Admin console, design iterations

MVP version of the public chat moderation tab. This version was a solid start, but we realized after talking to our users that the Status column was too confusing. It was too hard to tell if a message was hidden or not. Combining message status and hidden state into one wasn’t intuitive enough.

The final version, featuring the final UI styling, as well as updates to the treatment of status and hidden. This version simplified status to “open”, “claimed”, and “closed”, and introduced a new column for “hidden”, which was a binary check-box to allow moderators to hide messages, and easily see if a message has already been marked.

An early draft of the attendee detail screen. It became apparent during user testing that this version didn’t include enough information; there was no way to view details of the reported content directly on the page, which we learned would be important for helping moderators make decisions around whether to ban a user.

The final version of the attendee detail page, which uses buttonized accordion rows, which give a clear indication that each row is clickable. Each row can be expanded to reveal a table containing relevant columns for each area. This version was also restyled to match the updated UI styles for the admin console.

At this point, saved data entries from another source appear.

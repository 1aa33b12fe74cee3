//! Shared types for the gateway

pub mod error;

pub use error::{GatewayError, Result};
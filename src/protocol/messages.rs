//! Request builders and reply accessors for the SCADA protocol

use serde_json::{json, Value};
use std::sync::atomic::{AtomicI64, Ordering};

use super::codec::Envelope;

/// Discriminators used by the gateway
pub mod kinds {
    pub const CHALLENGE: &str = "usr_fedai";
    pub const LOGIN: &str = "usr_login";
    pub const NODE_LIST: &str = "node_list";
    pub const DEVICE_LIST: &str = "devx_list";
    pub const DEVICE_PUMP: &str = "devx_pump";
    pub const DEVICE_DUMP: &str = "dump_devm";
    pub const WARNING: &str = "user_warn";
}

/// Error code the endpoint uses for a second logon with the same account
pub const DUPLICATE_SESSION_CODE: i64 = -1010;
/// Error text accompanying a second logon with the same account
pub const DUPLICATE_SESSION_TEXT: &str = "Multiple Logon Error";

static LAST_RANDOM: AtomicI64 = AtomicI64::new(0);

/// Strictly increasing login nonce derived from the wall clock.
pub fn next_random() -> i64 {
    let now = chrono::Utc::now().timestamp_millis().saturating_mul(10_000);
    let mut prev = LAST_RANDOM.load(Ordering::Relaxed);
    loop {
        let next = now.max(prev.saturating_add(1));
        match LAST_RANDOM.compare_exchange_weak(prev, next, Ordering::Relaxed, Ordering::Relaxed) {
            Ok(_) => return next,
            Err(actual) => prev = actual,
        }
    }
}

pub fn login_request(login: &str, password: &str, random: i64, response: i64) -> Value {
    json!({
        "Request": kinds::LOGIN,
        "UsrNam": login,
        "UsrPwd": password,
        "ComIdt": -1,
        "AppMod": "V",
        "MsgPrm": "JSON",
        "Random": random,
        "RndNum": response,
    })
}

pub fn node_list_request() -> Value {
    json!({ "Request": kinds::NODE_LIST })
}

pub fn device_list_request(node_id: u64) -> Value {
    json!({ "Request": kinds::DEVICE_LIST, "Node": node_id, "Skip": 0 })
}

pub fn device_pump_request(did: u64) -> Value {
    json!({ "Request": kinds::DEVICE_PUMP, "job": 1, "did": did })
}

pub fn device_dump_request(node_id: u64, did: u64) -> Value {
    json!({ "Request": kinds::DEVICE_DUMP, "did": did, "node_id": node_id })
}

/// Read a numeric identifier that may be encoded as a number or a string
pub fn as_identifier(value: &Value) -> Option<u64> {
    match value {
        Value::Number(n) => n.as_u64(),
        Value::String(s) => s.trim().parse().ok(),
        _ => None,
    }
}

/// Challenge program carried by a `usr_fedai` message
pub fn challenge_program(env: &Envelope) -> Option<&str> {
    env.field("fedai").and_then(Value::as_str)
}

/// Whether a `usr_login` reply carries a session identity
pub fn has_session_identity(env: &Envelope) -> bool {
    env.field("UsrIdt").is_some_and(|v| !v.is_null() && v != &Value::Bool(false))
}

/// Identifier of the first node in a `node_list` reply
pub fn first_node_id(env: &Envelope) -> Option<u64> {
    env.field("NodeList")?
        .as_array()?
        .first()?
        .get("id")
        .and_then(as_identifier)
}

/// Identifier of the first device in a `devx_list` reply
pub fn first_device_id(env: &Envelope) -> Option<u64> {
    env.field("DevxList")?
        .as_array()?
        .first()?
        .get("did")
        .and_then(as_identifier)
}

/// Code and text of a `user_warn` message
pub fn warning_details(env: &Envelope) -> (Option<i64>, String) {
    let code = env.field("ErrCode").and_then(Value::as_i64);
    let text = ["ErrText", "Text", "text"]
        .iter()
        .find_map(|k| env.field(k).and_then(Value::as_str))
        .map(str::to_string)
        .unwrap_or_else(|| env.body.to_string());
    (code, text)
}

/// Whether a warning signals that another client logged on with our account
pub fn is_duplicate_session(env: &Envelope) -> bool {
    if !env.is_kind(kinds::WARNING) {
        return false;
    }
    env.field("ErrCode").and_then(Value::as_i64) == Some(DUPLICATE_SESSION_CODE)
        || env.field("ErrText").and_then(Value::as_str) == Some(DUPLICATE_SESSION_TEXT)
}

The MVP version of the message detail page. This page allows moderators to get a full glance into the message context to determine what action to take regarding the message and its sender.

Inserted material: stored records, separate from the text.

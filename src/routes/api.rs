//! `/api/*` resource routes
//!
//! Each route resolves one resource through the gateway and shapes the
//! payload. Identifiers missing from the query fall back to the ones in the
//! credentials record.

use bytes::Bytes;
use http_body_util::Full;
use hyper::{Response, StatusCode};
use serde_json::{json, Value};
use std::sync::Arc;
use tracing::debug;

use super::{error_response, json_response};
use crate::cache::ResourceKey;
use crate::gateway::{shaping, Gateway};
use crate::types::{GatewayError, Result};

/// Which view of a device dump a route serves
#[derive(Debug, Clone, Copy, PartialEq, Eq)]
pub enum DumpView {
    Parameters,
    ParameterNames,
    Alarm,
    Leds,
}

/// Decoded query string
#[derive(Debug, Default)]
pub struct Query(Vec<(String, String)>);

impl Query {
    pub fn parse(raw: Option<&str>) -> Self {
        let pairs = raw
            .and_then(|q| serde_urlencoded::from_str::<Vec<(String, String)>>(q).ok())
            .unwrap_or_default();
        Self(pairs)
    }

    pub fn get(&self, name: &str) -> Option<&str> {
        self.0
            .iter()
            .find(|(k, _)| k == name)
            .map(|(_, v)| v.as_str())
    }

    /// First run of digits in the parameter value
    pub fn identifier(&self, name: &str) -> Option<u64> {
        let value = self.get(name)?;
        let start = value.find(|c: char| c.is_ascii_digit())?;
        let digits: String = value[start..]
            .chars()
            .take_while(char::is_ascii_digit)
            .collect();
        digits.parse().ok()
    }
}

fn respond(outcome: Result<Value>) -> Response<Full<Bytes>> {
    match outcome {
        Ok(body) => json_response(StatusCode::OK, &body),
        Err(e) => {
            debug!("Request failed: {}", e);
            error_response(e)
        }
    }
}

/// `GET /api/node_list`
pub async fn handle_node_list(gateway: Arc<Gateway>) -> Response<Full<Bytes>> {
    respond(
        gateway
            .resolve(ResourceKey::NodeList)
            .await
            .map(|data| json!({ "success": true, "data": data })),
    )
}

/// `GET /api/devx_list?node_id=ID`
pub async fn handle_device_list(gateway: Arc<Gateway>, query: &Query) -> Response<Full<Bytes>> {
    let node_id = query
        .identifier("node_id")
        .or_else(|| gateway.session().credentials().node_id());
    let Some(node_id) = node_id else {
        return error_response(GatewayError::BadRequest("No node id".into()));
    };

    respond(
        gateway
            .resolve(ResourceKey::DeviceList { node_id })
            .await
            .map(|data| json!({ "success": true, "data": data })),
    )
}

/// `GET /api/dump_devm*?did=D&node_id=N`
pub async fn handle_device_dump(
    gateway: Arc<Gateway>,
    query: &Query,
    view: DumpView,
) -> Response<Full<Bytes>> {
    let credentials = gateway.session().credentials().snapshot();
    let did = query.identifier("did").or(credentials.did);
    let node_id = query.identifier("node_id").or(credentials.node_id);

    let (Some(node_id), Some(did)) = (node_id, did) else {
        return error_response(GatewayError::BadRequest("No node id or device id".into()));
    };

    let ids = query.get("id").map(shaping::parse_id_filter);

    respond(
        gateway
            .resolve(ResourceKey::DeviceDump { node_id, did })
            .await
            .map(|payload| match view {
                DumpView::Parameters => json!({
                    "success": true,
                    "result": shaping::parameters(&payload, ids.as_deref()),
                }),
                DumpView::ParameterNames => json!({
                    "success": true,
                    "params": shaping::parameter_names(&payload),
                }),
                DumpView::Alarm => json!({ "success": true, "alarm": shaping::alarm(&payload) }),
                DumpView::Leds => json!({ "success": true, "leds": shaping::leds(&payload) }),
            }),
    )
}

/// `POST /api/any` with a raw protocol request as body
pub async fn handle_any(gateway: Arc<Gateway>, body: &[u8]) -> Response<Full<Bytes>> {
    let request: Value = match serde_json::from_slice(body) {
        Ok(v) => v,
        Err(e) => return error_response(e.into()),
    };

    respond(
        gateway
            .passthrough(request)
            .await
            .map(|data| json!({ "success": true, "data": data })),
    )
}

/// `GET /api/restart`
pub fn handle_restart(gateway: Arc<Gateway>) -> Response<Full<Bytes>> {
    gateway.restart();
    json_response(
        StatusCode::OK,
        &json!({ "success": true, "message": "Service restart initiated" }),
    )
}

#[cfg(test)]
mod tests {
    use super::*;

    #[test]
    fn test_identifier_takes_first_digit_run() {
        let query = Query::parse(Some("did=abc17693xyz42&node_id=12345&id=293,274"));
        assert_eq!(query.identifier("did"), Some(17693));
        assert_eq!(query.identifier("node_id"), Some(12345));
        assert_eq!(query.get("id"), Some("293,274"));
    }

    #[test]
    fn test_identifier_missing_or_unparsable() {
        let query = Query::parse(Some("did=none&node_id="));
        assert_eq!(query.identifier("did"), None);
        assert_eq!(query.identifier("node_id"), None);
        assert_eq!(Query::parse(None).identifier("did"), None);
    }

    #[test]
    fn test_query_decodes_percent_escapes() {
        let query = Query::parse(Some("id=1%2C2"));
        assert_eq!(query.get("id"), Some("1,2"));
    }
}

The updated version of the page, with styling redesigned to match the other UI updates for the admin console.

Moderator view from event interface

Admins have the option to moderate chat from the event interface, in addition to the admin console. Key features are available in both interfaces, to support both modes of moderation.

Wireframes illustrating the basic public chat moderator view interface, including the “Appear as Google” option, which lets moderators chose to appear as their own name, or to represent Google anonymously.

Wireframes outlining the hide-message flow available for the moderator view.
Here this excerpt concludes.